Car un des principes de base du télétravail est son caractère volontaire. Pour le télétravail structurel, la CTT impose qu’une convention soit rédigée relative à l’organisation du travail (indemnité, nombre de jours de télétravail, matériel disponible…). Pour le télétravail occasionnel, les conditions de sa mise en place peuvent être intégrées dans le règlement de travail. La procédure est plus simple. La demande émane du travailleur. L’employeur peut refuser mais il doit motiver sa décision. La crise sanitaire enlève ce caractère volontaire en ce qu’elle impose à toutes les parties d’y avoir recours.

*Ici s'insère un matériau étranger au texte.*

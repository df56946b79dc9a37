mod backup;
mod ids;
mod preferences;
mod project;
mod task;
mod timer;

pub use backup::*;
pub use ids::*;
pub use preferences::*;
pub use project::*;
pub use task::*;
pub use timer::*;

Coûts et assurance du télétravail. Autre enjeu : les coûts et assurance du télétravail. S’il n’y a aucune obligation de paiement d’indemnités dans l’hypothèse d’un télétravail occasionnel, les règles sont différentes pour le télétravail structurel. Il appartient à l’employeur de payer les frais liés à la connexion et d’intervenir dans un dédommagement en cas d’utilisation du matériel privé de l’employé (1). La question du dédommagement des frais s’est beaucoup posée dans le cadre du « télétravail corona ». Le Spf emploi, travail et concertation sociale répond en ces termes : « l’employeur est tenu de fournir au télétravailleur les équipements nécessaires au télétravail, de les installer et de les entretenir et qu’il indemnise ou paie les coûts des connexions et communications liées au télétravail. Si le télétravailleur utilise ses propres équipements, les frais d’installation des programmes informatiques, les frais de fonctionnement et d’entretien ainsi que le coût de l’amortissement de l’équipement, liés au télétravail, incombent à l’employeur» (2).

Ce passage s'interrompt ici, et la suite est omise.